The sender's video is frozen

When the receiver sees that the sender's video is frozen, it means that the incoming video frame rate is 0.

The problem may occur due to poor network connection on either the receiving or sending end. This issue can also occur when a mobile phone browser goes to background, which would lead to the camera stopping to send frames. Finally the video sender dropping the call unexpectedly also causes the issue.

How to detect using the Calling SDK

You can use the User Facing Diagnostics API. Your application can register a listener callback to detect the network condition changes and listen for other end user impacting events.

At the video sending end, you can check events with the values of networkReconnect, networkSendQuality, cameraFreeze, cameraStoppedUnexpectedly.

At the receiving end, you can check events with the values of networkReconnect and networkReceiveQuality.

In addition, the media quality stats API also provides a way to monitor the network and video quality.

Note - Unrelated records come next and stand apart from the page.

use anyhow::{Context, Result};
use std::path::Path;

/// Ensure directory exists
pub fn ensure_dir<P: AsRef<Path>>(path: P) -> Result<()> {
    let path = path.as_ref();
    if !path.exists() {
        std::fs::create_dir_all(path)
            .with_context(|| format!("Failed to create directory: {:?}", path))?;
    }
    Ok(())
}

/// Format duration as human-readable string
pub fn format_duration(secs: f64) -> String {
    if secs < 60.0 {
        format!("{:.1}s", secs)
    } else if secs < 3600.0 {
        format!("{:.1}m", secs / 60.0)
    } else {
        format!("{:.1}h", secs / 3600.0)
    }
}

/// Random number utilities
pub mod random {
    use rand::SeedableRng;
    use rand_chacha::ChaCha8Rng;

    /// Create RNG with fixed seed
    pub fn seeded_rng(seed: u64) -> ChaCha8Rng {
        ChaCha8Rng::seed_from_u64(seed)
    }
}

/// Validation utilities
pub mod validation {
    use anyhow::{bail, Result};
    use std::fmt::Display;

    /// Validate that value is in range (inclusive)
    pub fn in_range<T: PartialOrd + Display>(value: T, min: T, max: T, name: &str) -> Result<()> {
        if value < min || value > max {
            bail!("{} must be between {} and {}, got {}", name, min, max, value);
        }
        Ok(())
    }

    /// Validate that value is positive
    pub fn positive<T: PartialOrd + Default + Display>(value: T, name: &str) -> Result<()> {
        if value <= T::default() {
            bail!("{} must be positive, got {}", name, value);
        }
        Ok(())
    }
}

#[cfg(test)]
mod tests {
    use super::*;
    use rand::Rng;

    #[test]
    fn test_format_duration() {
        assert_eq!(format_duration(30.0), "30.0s");
        assert_eq!(format_duration(90.0), "1.5m");
        assert_eq!(format_duration(3600.0), "1.0h");
    }

    #[test]
    fn test_seeded_rng_repeats() {
        let mut a = random::seeded_rng(42);
        let mut b = random::seeded_rng(42);
        let mut c = random::seeded_rng(43);
        let first: u64 = a.gen();
        assert_eq!(first, b.gen::<u64>());
        assert_ne!(first, c.gen::<u64>());
    }

    #[test]
    fn test_validation() {
        assert!(validation::in_range(0.5, 0.0, 1.0, "value").is_ok());
        assert!(validation::in_range(1.5, 0.0, 1.0, "value").is_err());

        assert!(validation::positive(1.0, "value").is_ok());
        assert!(validation::positive(0.0, "value").is_err());
        assert!(validation::positive(0usize, "count").is_err());
    }

    #[test]
    fn test_ensure_dir() {
        let dir = tempfile::TempDir::new().unwrap();
        let nested = dir.path().join("a").join("b");
        ensure_dir(&nested).unwrap();
        assert!(nested.is_dir());
        ensure_dir(&nested).unwrap();
    }
}
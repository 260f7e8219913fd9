use crate::data::FlareDataset;
use crate::evaluate::{evaluate_model, tensor_to_vec, ConfusionMatrix, Metrics, DEFAULT_THRESHOLD};
use crate::model::architecture::{init_model, FlareCnn};
use crate::model::batcher::FlareBatcher;
use crate::model::checkpoint::{save_model, CheckpointManager, CheckpointMetadata, TrainingConfigMetadata};
use crate::model::ModelConfig;
use crate::training::callbacks::{
    CallbackManager, EarlyStoppingCallback, MetricsLoggerCallback, Monitor, ProgressLoggerCallback,
    TimerCallback, TrainingCallback,
};
use crate::training::{TrainingConfig, TrainingResult, TrainingState};
use crate::utils::random::seeded_rng;
use anyhow::{bail, Result};
use burn::module::AutodiffModule;
use burn::optim::{AdamConfig, GradientsParams, Optimizer};
use burn::prelude::*;
use burn::tensor::activation::sigmoid;
use burn::tensor::backend::AutodiffBackend;
use burn::tensor::ElementConversion;
use indicatif::{ProgressBar, ProgressStyle};
use rand::seq::SliceRandom;
use rand_chacha::ChaCha8Rng;
use std::path::{Path, PathBuf};
use std::time::Instant;
use tracing::{debug, info};

/// Trainer for the flare CNN
///
/// Owns the model between calls to [`Trainer::train`], so a second call
/// keeps training the same weights.
pub struct Trainer<B: AutodiffBackend> {
    config: TrainingConfig,
    model_config: ModelConfig,
    device: B::Device,
    model: FlareCnn<B>,
    state: TrainingState,
    rng: ChaCha8Rng,
    last_metrics: Metrics,
    checkpoint_manager: Option<CheckpointManager>,
    callbacks: CallbackManager,
    show_progress: bool,
}

impl<B: AutodiffBackend> Trainer<B> {
    /// Define a freshly initialized model
    pub fn new(config: TrainingConfig, model_config: ModelConfig, device: B::Device) -> Result<Self> {
        config.validate()?;
        model_config.validate()?;

        B::seed(config.seed);
        let model = init_model::<B>(&model_config, &device);

        let mut callbacks = CallbackManager::new();
        callbacks.add_callback(ProgressLoggerCallback::new(1));
        callbacks.add_callback(TimerCallback::new());
        if config.early_stopping_patience > 0 {
            callbacks.add_callback(EarlyStoppingCallback::new(
                config.early_stopping_patience,
                Monitor::Accuracy,
            ));
        }

        Ok(Self {
            rng: seeded_rng(config.seed),
            config,
            model_config,
            device,
            model,
            state: TrainingState::new(),
            last_metrics: Metrics::default(),
            checkpoint_manager: None,
            callbacks,
            show_progress: true,
        })
    }

    /// Save best and periodic checkpoints plus `history.json` under `checkpoint_dir`
    pub fn with_checkpoint_dir<P: AsRef<Path>>(mut self, checkpoint_dir: P) -> Result<Self> {
        let manager = CheckpointManager::new(checkpoint_dir)?;
        self.callbacks
            .add_callback(MetricsLoggerCallback::new(manager.checkpoint_dir().join("history.json")));
        self.checkpoint_manager = Some(manager);
        Ok(self)
    }

    pub fn with_callback<C: TrainingCallback + 'static>(mut self, callback: C) -> Self {
        self.callbacks.add_callback(callback);
        self
    }

    /// Hide the epoch progress bar
    pub fn quiet(mut self) -> Self {
        self.show_progress = false;
        self
    }

    pub fn model(&self) -> &FlareCnn<B> {
        &self.model
    }

    /// Copy of the model without autodiff, for evaluation and prediction
    pub fn inference_model(&self) -> FlareCnn<B::InnerBackend> {
        self.model.valid()
    }

    pub fn model_config(&self) -> &ModelConfig {
        &self.model_config
    }

    pub fn state(&self) -> &TrainingState {
        &self.state
    }

    /// Train for `epochs` epochs on `dataset.train`, validating on `dataset.val`
    pub fn train(&mut self, dataset: &FlareDataset) -> Result<TrainingResult> {
        if dataset.train.is_empty() {
            bail!("Training split is empty");
        }
        if dataset.val.is_empty() {
            bail!("Validation split is empty");
        }
        if dataset.train.cadences() != self.model_config.cadences {
            bail!(
                "Training windows have {} cadences but the model expects {}",
                dataset.train.cadences(),
                self.model_config.cadences
            );
        }

        info!(
            "Training on {} examples, validating on {} ({} epochs, batch size {})",
            dataset.train.len(),
            dataset.val.len(),
            self.config.epochs,
            self.config.batch_size
        );

        let start_time = Instant::now();
        let batcher = FlareBatcher::<B>::new(self.device.clone());
        let mut optimizer = AdamConfig::new().init();
        let mut model = self.model.clone();
        let mut best_checkpoint = None;

        let progress = self.progress_bar();
        self.callbacks.on_train_begin();

        for _ in 0..self.config.epochs {
            let mut indices: Vec<usize> = (0..dataset.train.len()).collect();
            indices.shuffle(&mut self.rng);

            let mut loss_sum = 0.0;
            let mut probabilities = Vec::with_capacity(indices.len());
            let mut labels = Vec::with_capacity(indices.len());

            for chunk in indices.chunks(self.config.batch_size) {
                let batch = batcher.batch(&dataset.train, chunk);
                let output = model.forward_classification(batch.windows, batch.targets);

                let loss: f64 = output.loss.clone().into_scalar().elem();
                loss_sum += loss * chunk.len() as f64;
                probabilities.extend(tensor_to_vec(sigmoid(output.logits))?);
                labels.extend(chunk.iter().map(|&i| dataset.train.labels[i]));

                let grads = output.loss.backward();
                let grads = GradientsParams::from_grads(grads, &model);
                model = optimizer.step(self.config.learning_rate, model, grads);
                self.state.global_step += 1;
            }

            let train_metrics = ConfusionMatrix::from_predictions(&probabilities, &labels, DEFAULT_THRESHOLD)?
                .metrics(loss_sum / indices.len() as f64);
            let val_metrics = evaluate_model(
                &model.valid(),
                &dataset.val,
                self.config.batch_size,
                &self.device,
            )?;
            let val_metrics = val_metrics.metrics;

            self.state.update_epoch(&train_metrics, &val_metrics);
            let epoch = self.state.epoch;
            self.callbacks.on_epoch_end(epoch, &self.state, &val_metrics);

            if let Some(manager) = self.checkpoint_manager.as_mut() {
                let metadata = CheckpointMetadata::new(
                    epoch,
                    self.state.global_step,
                    val_metrics.clone(),
                    self.model_config.clone(),
                    training_metadata(&self.config),
                );
                let inference = model.valid();
                if let Some(path) = manager.save_best(&inference, &metadata, val_metrics.accuracy, "val_accuracy")? {
                    best_checkpoint = Some(path);
                }
                if self.config.checkpoint_frequency > 0 && epoch % self.config.checkpoint_frequency == 0 {
                    manager.save_checkpoint(&inference, &metadata)?;
                }
            }

            if let Some(pb) = &progress {
                pb.set_message(format!("val_acc {:.3}", val_metrics.accuracy));
                pb.inc(1);
            }
            self.last_metrics = val_metrics;

            if self.callbacks.should_stop() {
                break;
            }
        }

        if let Some(pb) = progress {
            pb.finish_and_clear();
        }
        self.model = model;
        self.callbacks.on_train_end(&self.state);

        let duration = start_time.elapsed().as_secs_f64();
        debug!("Training call took {:.2}s", duration);

        Ok(TrainingResult {
            state: self.state.clone(),
            best_checkpoint: best_checkpoint.or_else(|| {
                self.checkpoint_manager
                    .as_ref()
                    .map(|m| m.best_path())
                    .filter(|p| p.exists())
            }),
            final_metrics: self.last_metrics.clone(),
            duration_secs: duration,
        })
    }

    /// Save the current weights for inference
    pub fn save<P: AsRef<Path>>(&self, path: P) -> Result<PathBuf> {
        let metadata = CheckpointMetadata::new(
            self.state.epoch,
            self.state.global_step,
            self.last_metrics.clone(),
            self.model_config.clone(),
            training_metadata(&self.config),
        );
        save_model(&self.inference_model(), path.as_ref(), &metadata)?;
        Ok(path.as_ref().to_path_buf())
    }

    fn progress_bar(&self) -> Option<ProgressBar> {
        if !self.show_progress {
            return None;
        }
        let pb = ProgressBar::new(self.config.epochs as u64);
        pb.set_style(
            ProgressStyle::default_bar()
                .template("{spinner:.green} [{elapsed_precise}] [{bar:40.cyan/blue}] epoch {pos}/{len} {msg}")
                .unwrap_or_else(|_| ProgressStyle::default_bar())
                .progress_chars("#>-"),
        );
        Some(pb)
    }
}

fn training_metadata(config: &TrainingConfig) -> TrainingConfigMetadata {
    TrainingConfigMetadata {
        learning_rate: config.learning_rate,
        batch_size: config.batch_size,
        epochs: config.epochs,
        optimizer: "Adam".to_string(),
    }
}

/// Train a fresh model in one call
pub fn train_model<B: AutodiffBackend>(
    dataset: &FlareDataset,
    model_config: ModelConfig,
    training_config: TrainingConfig,
    checkpoint_dir: Option<&Path>,
) -> Result<(Trainer<B>, TrainingResult)> {
    let device = B::Device::default();

    let mut trainer = Trainer::new(training_config, model_config, device)?;

    if let Some(dir) = checkpoint_dir {
        trainer = trainer.with_checkpoint_dir(dir)?;
    }

    let result = trainer.train(dataset)?;
    Ok((trainer, result))
}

For the quality of the video sending end, you can check the metrics packetsLost, rttInMs, frameRateSent, frameWidthSent, frameHeightSent, and availableOutgoingBitrate.

For the quality of the receiving end, you can check the metrics packetsLost, frameRateDecoded, frameWidthReceived, frameHeightReceived, and framesDropped.

How to mitigate or resolve

From the perspective of the ACS Calling SDK, network issues are considered external problems. To solve network issues, it's often necessary to understand the network topology and the nodes causing the problem. These parts involve network infrastructure, which is outside the scope of the ACS Calling SDK. It's important for the application to handle events from the User Facing Diagnostics Feature and notify the users accordingly. In this way, users can be aware of any network quality issues and aren't surprised if they experience frozen video during a call.

If you expect the user's network environment to be poor, you can also use the Video Constraint Feature to limit the max resolution, max fps, or max bitrate sent by the sender to reduce the bandwidth required for transmitting video.

Other reasons, especially those occur on the sender side, such as the sender's camera stopped or the sender dropping the call unexpectedly, can't currently be known by the receiver due to the absence of reporting mechanism from the sender to other participants. In the future, when the SDK supports Remote UFD, the application can handle this error gracefully.